The Free Martian Militia
Free Martians organize themselves into militia for self-defense after the manner of the Confederacy — decentralized, citizen-armed, without a standing professional force. The Free Martian Militia is not a single unified body but a coalition of armed citizens from across the Martian Free Trade Zone. Command structure varies widely from militia to militia. Militiamen supply their own weaponry and equipment.
During the Solar War, the militias are drawn into active combat when the Consortium withdraws its recognition of Free Mars and moves to incorporate the planet by force. They participate in both the First and Second Battles of Mars — receiving formal training from the Army of Eastern Kamijing between the two major engagements. Free Martian Militia units concentrate on the urban fight during the Second Battle, the street-by-street combat that breaks the Technical siege of Taikograd. Signatories from the various militia units become founding members of the Spacer Protectorate.
The Solar War & After
Mars's neutrality does not survive the Solar War. When the Technocracy moves on Mars and the Consortium subsequently declares the Free Mars treaty void and enters the conflict as a "peacekeeping" force, Free Martians face a choice that their political structure was never designed to handle: remain neutral between three powers that are actively fighting on their soil, or choose.

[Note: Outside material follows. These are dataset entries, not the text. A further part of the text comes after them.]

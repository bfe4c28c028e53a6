//! Pooled LSP client: per-project language server sessions.
//!
//! Turns raw subprocess byte streams into correlated JSON-RPC calls, keeps
//! one server session per project root, synchronizes file content with each
//! server, and aggregates push diagnostics into bounded text reports. Idle
//! sessions are reclaimed by a background sweep.

pub mod codec;
pub mod types;

pub(crate) mod diagnostics;
pub(crate) mod documents;
pub(crate) mod protocol;
pub(crate) mod rpc;
pub(crate) mod session;

mod error;
mod pool;
mod root;

pub use error::LspError;
pub use pool::LspPool;
pub use root::{MarkerRoots, RootResolver};
pub use types::{Diagnostic, DiagnosticSeverity, PoolConfig, Position, QueryKind, ServerConfig};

They choose the Protectorate. The Free Martian Council, the loose governing body of the Martian Free Trade Zone, issues edicts against foreign involvement — specifically against the Consortium — and throws its weight behind the spacer cause. Freeport becomes the proof of concept: Mars can exist without the ITN, without the Consortium's infrastructure authority, without Earth's permission.
The Protectorate helps finance a massive public relations campaign during the war, using Mars as its central argument — that the Belt and Rim do not need to rely on Consortium or Technocracy infrastructure to sustain themselves. The Martian cities, still standing and still breathing under the worst conditions Sol System has ever produced, are that argument made physical.
Mars survives the Solar War. It survives the collapse of the Consortium. It survives into the Twilight Era and beyond, seeing major combat action against the Anthroperium before finally falling to the regime. It is among the last places to fall.